On the Wikipedia page for the Phong model, it says that the ambient term is a constant, and just gets added on to the other terms. But on other pages like LearnOpenGL it says you should take the ambient term and multiply it by the color of the object. Which one is correct?

• Note that later in the article, wikipedia says "When the color is represented as RGB values, as often is the case in computer graphics, this equation is typically modeled separately for R, G and B intensities, allowing different reflections constants k a , {\displaystyle k_{\text{a}},} k_{\text{a}}, k d {\displaystyle k_{\text{d}}} k_{\text{d}} and k s {\displaystyle k_{\text{s}}} k_{\text{s}} for the different color channels." – Cort Ammon Jul 6 '17 at 0:46

Correct is the OpenGL way. If you had a white light ( let's say vec3(255,255,255) ) and just simply added it to a blue object ( vec3(0,0,255) ), the object would seem to be white, which is wrong. But if you were to multiply these colors, the object would be fully illuminated and correctly blue (which is the desired product).

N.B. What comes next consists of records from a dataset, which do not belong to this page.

//! Pure derived-metric functions. No I/O, no state: every channel here is
//! computed fresh on read from the raw reading.

const COMPASS_POINTS: [&str; 16] = [
    "N", "NNE", "NE", "ENE", "E", "ESE", "SE", "SSE", "S", "SSW", "SW", "WSW", "W", "WNW", "NW",
    "NNW",
];

/// 16-point compass direction for a heading in degrees.
pub fn cardinal_direction(deg: f64) -> &'static str {
    let normalized = ((deg % 360.0) + 360.0) % 360.0;
    let index = (((normalized + 11.25) / 22.5).floor() as i64).rem_euclid(16) as usize;
    COMPASS_POINTS[index]
}

/// Dew point in °F via the Magnus-Tetens approximation, computed in Celsius.
pub fn dew_point_f(temp_f: f64, rh_pct: f64) -> f64 {
    let temp_c = (temp_f - 32.0) * 5.0 / 9.0;
    let rh = rh_pct.clamp(0.1, 100.0);
    const A: f64 = 17.27;
    const B: f64 = 237.7;
    let alpha = (A * temp_c) / (B + temp_c) + (rh / 100.0).ln();
    let dew_c = (B * alpha) / (A - alpha);
    dew_c * 9.0 / 5.0 + 32.0
}

/// NWS wind chill, valid for `temp_f <= 50` and `wind_mph >= 3`.
fn wind_chill_f(temp_f: f64, wind_mph: f64) -> f64 {
    let v = wind_mph.powf(0.16);
    35.74 + 0.6215 * temp_f - 35.75 * v + 0.4275 * temp_f * v
}

/// Rothfusz heat index regression, valid for `temp_f >= 80`.
fn heat_index_f(temp_f: f64, rh_pct: f64) -> f64 {
    let t = temp_f;
    let r = rh_pct;
    -42.379 + 2.04901523 * t + 10.14333127 * r - 0.22475541 * t * r - 0.00683783 * t * t
        - 0.05481717 * r * r
        + 0.00122874 * t * t * r
        + 0.00085282 * t * r * r
        - 0.00000199 * t * t * r * r
}

/// Apparent temperature: wind chill when cold and windy, heat index when hot,
/// the raw reading otherwise.
pub fn feels_like(temp_f: f64, rh_pct: f64, wind_mph: f64) -> f64 {
    if temp_f <= 50.0 && wind_mph >= 3.0 {
        wind_chill_f(temp_f, wind_mph)
    } else if temp_f >= 80.0 {
        heat_index_f(temp_f, rh_pct)
    } else {
        temp_f
    }
}

#[derive(Debug, Clone, Copy, PartialEq, Eq, serde::Serialize, serde::Deserialize)]
#[serde(rename_all = "SCREAMING_SNAKE_CASE")]
pub enum SkyCondition {
    Night,
    Unknown,
    Clear,
    PartlyCloudy,
    Cloudy,
}

impl SkyCondition {
    pub fn as_str(self) -> &'static str {
        match self {
            SkyCondition::Night => "NIGHT",
            SkyCondition::Unknown => "UNKNOWN",
            SkyCondition::Clear => "CLEAR",
            SkyCondition::PartlyCloudy => "PARTLY_CLOUDY",
            SkyCondition::Cloudy => "CLOUDY",
        }
    }
}

/// Classify sky condition from solar radiation against the clear-sky potential
/// for the current sun angle.
pub fn sky_condition(radiation: f64, potential_radiation: f64) -> SkyCondition {
    if potential_radiation < 10.0 {
        return SkyCondition::Night;
    }
    if radiation <= 0.0 {
        return SkyCondition::Unknown;
    }
    let pct = 100.0 * radiation / potential_radiation;
    if pct >= 80.0 {
        SkyCondition::Clear
    } else if pct >= 40.0 {
        SkyCondition::PartlyCloudy
    } else {
        SkyCondition::Cloudy
    }
}

struct Breakpoint {
    c_lo: f64,
    c_hi: f64,
    i_lo: f64,
    i_hi: f64,
}

const PM25_BREAKPOINTS: [Breakpoint; 7] = [
    Breakpoint { c_lo: 0.0, c_hi: 12.0, i_lo: 0.0, i_hi: 50.0 },
    Breakpoint { c_lo: 12.1, c_hi: 35.4, i_lo: 51.0, i_hi: 100.0 },
    Breakpoint { c_lo: 35.5, c_hi: 55.4, i_lo: 101.0, i_hi: 150.0 },
    Breakpoint { c_lo: 55.5, c_hi: 150.4, i_lo: 151.0, i_hi: 200.0 },
    Breakpoint { c_lo: 150.5, c_hi: 250.4, i_lo: 201.0, i_hi: 300.0 },
    Breakpoint { c_lo: 250.5, c_hi: 350.4, i_lo: 301.0, i_hi: 400.0 },
    Breakpoint { c_lo: 350.5, c_hi: 500.4, i_lo: 401.0, i_hi: 500.0 },
];

const PM10_BREAKPOINTS: [Breakpoint; 7] = [
    Breakpoint { c_lo: 0.0, c_hi: 54.0, i_lo: 0.0, i_hi: 50.0 },
    Breakpoint { c_lo: 55.0, c_hi: 154.0, i_lo: 51.0, i_hi: 100.0 },
    Breakpoint { c_lo: 155.0, c_hi: 254.0, i_lo: 101.0, i_hi: 150.0 },
    Breakpoint { c_lo: 255.0, c_hi: 354.0, i_lo: 151.0, i_hi: 200.0 },
    Breakpoint { c_lo: 355.0, c_hi: 424.0, i_lo: 201.0, i_hi: 300.0 },
    Breakpoint { c_lo: 425.0, c_hi: 504.0, i_lo: 301.0, i_hi: 400.0 },
    Breakpoint { c_lo: 505.0, c_hi: 604.0, i_lo: 401.0, i_hi: 500.0 },
];

fn aqi_from_breakpoints(conc: f64, table: &[Breakpoint]) -> f64 {
    if conc <= 0.0 {
        return 0.0;
    }
    for bp in table {
        if conc <= bp.c_hi {
            return (bp.i_hi - bp.i_lo) / (bp.c_hi - bp.c_lo) * (conc - bp.c_lo) + bp.i_lo;
        }
    }
    let top = &table[table.len() - 1];
    (top.i_hi - top.i_lo) / (top.c_hi - top.c_lo) * (conc - top.c_lo) + top.i_lo
}

/// EPA AQI for PM2.5. Callers should prefer a pre-computed `aqi_pm25` channel
/// on the reading when present; this is the fallback.
pub fn aqi_pm25(conc_ugm3: f64) -> f64 {
    aqi_from_breakpoints(conc_ugm3, &PM25_BREAKPOINTS)
}

/// EPA AQI for PM10.
pub fn aqi_pm10(conc_ugm3: f64) -> f64 {
    aqi_from_breakpoints(conc_ugm3, &PM10_BREAKPOINTS)
}

const MM_PER_INCH: f64 = 25.4;

pub fn mm_to_in(mm: f64) -> f64 {
    mm / MM_PER_INCH
}

pub fn in_to_mm(inches: f64) -> f64 {
    inches * MM_PER_INCH
}

/// Current-reading mm→in conversion with a 0.1" noise floor: anything below
/// the floor reports as zero rather than showing sensor jitter. Totals never
/// use this — they convert with [`mm_to_in`] directly.
pub fn mm_to_in_reading(mm: f64) -> f64 {
    let inches = mm_to_in(mm);
    if inches.abs() < 0.1 {
        0.0
    } else {
        inches
    }
}

#[cfg(test)]
mod tests {
    use super::*;

    #[test]
    fn cardinal_direction_boundaries() {
        assert_eq!(cardinal_direction(0.0), "N");
        assert_eq!(cardinal_direction(11.24), "N");
        assert_eq!(cardinal_direction(11.26), "NNE");
        assert_eq!(cardinal_direction(180.0), "S");
        assert_eq!(cardinal_direction(359.0), "N");
    }

    #[test]
    fn feels_like_picks_regime() {
        assert_eq!(feels_like(30.0, 50.0, 0.0), 30.0);
        assert!(feels_like(30.0, 50.0, 10.0) < 30.0);
        assert!(feels_like(90.0, 60.0, 5.0) > 90.0);
        assert_eq!(feels_like(65.0, 40.0, 5.0), 65.0);
    }

    #[test]
    fn sky_condition_thresholds() {
        assert_eq!(sky_condition(0.0, 5.0), SkyCondition::Night);
        assert_eq!(sky_condition(0.0, 500.0), SkyCondition::Unknown);
        assert_eq!(sky_condition(450.0, 500.0), SkyCondition::Clear);
        assert_eq!(sky_condition(250.0, 500.0), SkyCondition::PartlyCloudy);
        assert_eq!(sky_condition(50.0, 500.0), SkyCondition::Cloudy);
    }

    #[test]
    fn aqi_zero_at_zero() {
        assert_eq!(aqi_pm25(0.0), 0.0);
        assert_eq!(aqi_pm10(-5.0), 0.0);
    }

    #[test]
    fn aqi_continuous_at_breakpoint() {
        let just_below = aqi_pm25(12.0);
        let just_above = aqi_pm25(12.1);
        assert!((just_below - 50.0).abs() < 0.5);
        assert!((just_above - 51.0).abs() < 0.5);
    }

    #[test]
    fn mm_in_round_trip() {
        assert!((mm_to_in(in_to_mm(2.5)) - 2.5).abs() < 1e-9);
    }

    #[test]
    fn mm_to_in_reading_noise_floor() {
        assert_eq!(mm_to_in_reading(1.0), 0.0);
        assert!(mm_to_in_reading(5.0) > 0.0);
    }
}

The thing with ambient light is that it is only influenced by the ambient light intensity and by the color of the object, which means it is not influenced by the lights position, direction or anything of the sort. That is why you can think of it as "simply adding it as a constant".

We use ambient light mostly to simulate reflected light in the scene, which is very hard to simulate otherwise (without raytracing). It's a fairly good and cheap alternative.

• Thank you! Your answer as well as Dan's answer covered my question very well. I'll make sure to use this new piece of knowledge. – Daniel Kareh Jul 5 '17 at 16:24

$$I_\text{p} = k_\text{a} i_\text{a} + \sum_{m\;\in\;\text{lights}} (k_\text{d} (\hat{L}_m \cdot \hat{N}) i_{m,\text{d}} + k_\text{s} (\hat{R}_m \cdot \hat{V})^{\alpha}i_{m,\text{s}})$$
In this equation, all the $k$ and $i$ terms are not numbers but colours (RGB intensities). This includes $k_a$ and $i_a$: the ambient colour of the object, and the ambient illumination colour, respectively. The ambient term isn't a constant: it's a product of an intensity and albedo, just like the specular and diffuse terms. The only difference is that the lighting and view directions aren't a factor in this term.
It's very unusual to have $k_a$ different from the diffuse colour, so you can think of it as multiplying by "the colour of the object". That said, it's quite common for $i_a$ to be a distinct colour: for example, if you're using a yellowish directional light for direct sunlight, you might want the ambient light to be blueish to stand in for skylight.